Record excerpts START
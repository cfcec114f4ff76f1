// Copyright (c) 2025 Fabstir
// SPDX-License-Identifier: BUSL-1.1
//! SAM 2.1 image encoder and prompt decoder on ONNX Runtime

use anyhow::{Context, Result};
use image::RgbImage;
use ndarray::{Array1, ArrayD, Ix4};
use ort::execution_providers::{CPUExecutionProvider, CUDAExecutionProvider};
use ort::session::builder::GraphOptimizationLevel;
use ort::session::Session;
use ort::value::Value;
use std::path::Path;
use std::sync::Mutex;
use std::time::Instant;
use tracing::{debug, info, warn};

use super::preprocessing::{empty_mask_input, encode_prompt, logits_to_mask, preprocess_image};
use super::Sam2Config;
use crate::vision::segmentation::{
    MaskPrediction, ModelInfo, SegmentPrompt, SegmentationModel,
};

/// Model name reported in logs and `/health`
pub const SAM2_MODEL_NAME: &str = "sam2.1-hiera-small";

/// Execution device of a session
#[derive(Debug, Clone, Copy, PartialEq, Eq)]
pub enum Device {
    Cuda,
    Cpu,
}

impl Device {
    pub fn as_str(self) -> &'static str {
        match self {
            Device::Cuda => "cuda",
            Device::Cpu => "cpu",
        }
    }
}

/// Encoder outputs reused by the decoder
struct ImageEmbedding {
    image_embed: ArrayD<f32>,
    high_res_feats_0: ArrayD<f32>,
    high_res_feats_1: ArrayD<f32>,
}

/// SAM 2.1 segmentation model
///
/// One encoder pass per request, then one decoder pass with the box and
/// click prompt. Both sessions sit behind a mutex, so concurrent requests
/// run one at a time.
pub struct Sam2Model {
    encoder: Mutex<Session>,
    decoder: Mutex<Session>,
    device: Device,
}

impl std::fmt::Debug for Sam2Model {
    fn fmt(&self, f: &mut std::fmt::Formatter<'_>) -> std::fmt::Result {
        f.debug_struct("Sam2Model")
            .field("name", &SAM2_MODEL_NAME)
            .field("device", &self.device)
            .finish_non_exhaustive()
    }
}

impl Sam2Model {
    /// Load encoder and decoder sessions
    ///
    /// # Errors
    /// Returns error if:
    /// - Either model file is missing and cannot be downloaded
    /// - ONNX Runtime fails to create a session
    pub fn load(config: &Sam2Config) -> Result<Self> {
        let (encoder_path, decoder_path) = config.resolve_files()?;

        let start = Instant::now();
        let (encoder, device) = build_session(&encoder_path, config)?;
        // Decoder follows the encoder's device
        let decoder_config = Sam2Config {
            force_cpu: config.force_cpu || device == Device::Cpu,
            ..config.clone()
        };
        let (decoder, _) = build_session(&decoder_path, &decoder_config)?;

        info!(
            "✅ SAM 2.1 encoder/decoder loaded on {} in {}ms",
            device.as_str(),
            start.elapsed().as_millis()
        );

        Ok(Self {
            encoder: Mutex::new(encoder),
            decoder: Mutex::new(decoder),
            device,
        })
    }

    fn encode(&self, image: &RgbImage) -> Result<ImageEmbedding> {
        let input = preprocess_image(image);
        let input_value = Value::from_array(input).context("Failed to create image tensor")?;

        let mut session = self
            .encoder
            .lock()
            .map_err(|_| anyhow::anyhow!("Encoder session lock poisoned"))?;

        let outputs = session
            .run(ort::inputs!["image" => input_value])
            .context("Encoder inference failed")?;

        let extract = |name: &str| -> Result<ArrayD<f32>> {
            Ok(outputs[name]
                .try_extract_array::<f32>()
                .with_context(|| format!("Failed to extract encoder output {}", name))?
                .to_owned())
        };

        let embedding = ImageEmbedding {
            image_embed: extract("image_embed")?,
            high_res_feats_0: extract("high_res_feats_0")?,
            high_res_feats_1: extract("high_res_feats_1")?,
        };

        debug!("Image embedding shape: {:?}", embedding.image_embed.shape());
        Ok(embedding)
    }

    fn decode(
        &self,
        embedding: ImageEmbedding,
        prompt: &SegmentPrompt,
        width: u32,
        height: u32,
    ) -> Result<MaskPrediction> {
        let (coords, labels) = encode_prompt(prompt, width, height);

        let mut session = self
            .decoder
            .lock()
            .map_err(|_| anyhow::anyhow!("Decoder session lock poisoned"))?;

        let outputs = session
            .run(ort::inputs![
                "image_embed" => Value::from_array(embedding.image_embed)?,
                "high_res_feats_0" => Value::from_array(embedding.high_res_feats_0)?,
                "high_res_feats_1" => Value::from_array(embedding.high_res_feats_1)?,
                "point_coords" => Value::from_array(coords)?,
                "point_labels" => Value::from_array(labels)?,
                "mask_input" => Value::from_array(empty_mask_input())?,
                "has_mask_input" => Value::from_array(Array1::<f32>::zeros(1))?,
            ])
            .context("Decoder inference failed")?;

        let masks = outputs["masks"]
            .try_extract_array::<f32>()
            .context("Failed to extract masks")?;
        let masks = masks
            .into_dimensionality::<Ix4>()
            .context("Decoder masks are not [1, C, H, W]")?;
        let scores = outputs["iou_predictions"]
            .try_extract_array::<f32>()
            .context("Failed to extract iou_predictions")?;

        let candidates = masks.shape()[1];
        let scores: Vec<f32> = scores.iter().copied().take(candidates).collect();

        let mut selected = if prompt.multimask {
            (0..candidates).collect::<Vec<_>>()
        } else {
            vec![0]
        };
        selected.retain(|&c| c < scores.len());

        let mut prediction = MaskPrediction::default();
        for c in selected {
            let logits = masks.slice(ndarray::s![0, c, .., ..]);
            prediction.masks.push(logits_to_mask(logits, width, height));
            prediction.scores.push(scores[c]);
        }

        debug!("Decoder scores: {:?}", prediction.scores);
        Ok(prediction)
    }
}

impl SegmentationModel for Sam2Model {
    fn predict(&self, image: &RgbImage, prompt: &SegmentPrompt) -> Result<MaskPrediction> {
        let (width, height) = image.dimensions();
        let start = Instant::now();

        let embedding = self.encode(image)?;
        let encode_ms = start.elapsed().as_millis();

        let prediction = self.decode(embedding, prompt, width, height)?;

        debug!(
            "SAM inference: encode {}ms, total {}ms",
            encode_ms,
            start.elapsed().as_millis()
        );
        Ok(prediction)
    }

    fn info(&self) -> ModelInfo {
        ModelInfo {
            name: SAM2_MODEL_NAME.to_string(),
            device: self.device.as_str().to_string(),
        }
    }
}

/// Create a session, trying CUDA first unless the config forces CPU
fn build_session(model_path: &Path, config: &Sam2Config) -> Result<(Session, Device)> {
    if !config.force_cpu {
        let cuda_result = Session::builder()
            .context("Failed to create session builder")?
            .with_execution_providers([CUDAExecutionProvider::default()
                .build()
                .error_on_failure()])
            .and_then(|b| b.with_optimization_level(GraphOptimizationLevel::Level3))
            .and_then(|b| b.with_intra_threads(config.intra_threads))
            .and_then(|b| b.commit_from_file(model_path));

        match cuda_result {
            Ok(session) => {
                info!("✅ CUDA execution provider initialized for {}", model_path.display());
                return Ok((session, Device::Cuda));
            }
            Err(e) => {
                warn!("⚠️  CUDA execution provider failed: {}", e);
                warn!("   Falling back to CPU execution provider");
            }
        }
    }

    let session = Session::builder()
        .context("Failed to create session builder")?
        .with_execution_providers([CPUExecutionProvider::default().build()])
        .context("Failed to set CPU execution provider")?
        .with_optimization_level(GraphOptimizationLevel::Level3)
        .context("Failed to set optimization level")?
        .with_intra_threads(config.intra_threads)
        .context("Failed to set intra threads")?
        .commit_from_file(model_path)
        .context(format!(
            "Failed to load SAM model from {}",
            model_path.display()
        ))?;

    Ok((session, Device::Cpu))
}
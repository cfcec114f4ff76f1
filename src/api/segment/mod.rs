// Copyright (c) 2025 Fabstir
// SPDX-License-Identifier: BUSL-1.1
//! Segment-and-blur endpoint module
//!
//! Provides POST /segment for blurring the object under a clicked point.

pub mod handler;
pub mod request;

pub use handler::segment_handler;
pub use request::{PointPayload, SegmentRequest};
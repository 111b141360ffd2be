#![cfg_attr(feature = "fail-on-warnings", deny(warnings))]
#![warn(clippy::all, clippy::pedantic, clippy::nursery, clippy::cargo)]
#![allow(clippy::multiple_crate_versions)]

//! API request and response types for the EnvWatch server.
//!
//! Heatmap points, stops and incidents are serialized with their model
//! types directly. The types here cover query parameters and the response
//! envelopes that have no model counterpart.

use chrono::{DateTime, Utc};
use envwatch_heatmap_models::HeatmapFilter;
use envwatch_incident_models::Incident;
use envwatch_transit_models::Stop;
use serde::{Deserialize, Serialize};

/// Health check response.
#[derive(Debug, Clone, Serialize, Deserialize)]
#[serde(rename_all = "camelCase")]
pub struct ApiHealth {
    /// Whether the server is up.
    pub healthy: bool,
    /// Server version.
    pub version: String,
    /// Whether a data snapshot has been loaded.
    pub snapshot_loaded: bool,
    /// When the served snapshot was built.
    pub snapshot_loaded_at: Option<DateTime<Utc>>,
}

/// Query parameters shared by the heatmap and incident filter endpoints.
#[derive(Debug, Clone, Default, Deserialize)]
#[serde(rename_all = "camelCase")]
pub struct FilterQueryParams {
    /// Time-of-day token (`morning`, `day`, `evening`). Also accepted as
    /// `quart`.
    #[serde(alias = "quart")]
    pub bucket: Option<String>,
    /// Incident category, matched exactly.
    pub category: Option<String>,
}

impl From<FilterQueryParams> for HeatmapFilter {
    fn from(params: FilterQueryParams) -> Self {
        Self {
            bucket: params.bucket,
            category: params.category,
        }
    }
}

/// Response of the incidents-near-stop endpoint.
#[derive(Debug, Clone, Serialize, Deserialize)]
#[serde(rename_all = "camelCase")]
pub struct NearStopResponse {
    /// The requested stop.
    pub stop: Stop,
    /// Incidents within the proximity radius, nearest first.
    pub crimes: Vec<Incident>,
}

/// JSON error body.
#[derive(Debug, Clone, Serialize, Deserialize)]
pub struct ApiError {
    /// Human-readable message.
    pub error: String,
}

impl ApiError {
    /// Creates an error body.
    #[must_use]
    pub fn new(error: impl Into<String>) -> Self {
        Self {
            error: error.into(),
        }
    }
}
Record excerpts END
- **Exercise**
Look above for the line holding "execution provider initialized" and the line holding "let session = Session::builder()". Retype both, and every line between them, word for word and nothing else.

- **Task answer**
                info!("✅ CUDA execution provider initialized for {}", model_path.display());
                return Ok((session, Device::Cuda));
            }
            Err(e) => {
                warn!("⚠️  CUDA execution provider failed: {}", e);
                warn!("   Falling back to CPU execution provider");
            }
        }
    }

    let session = Session::builder()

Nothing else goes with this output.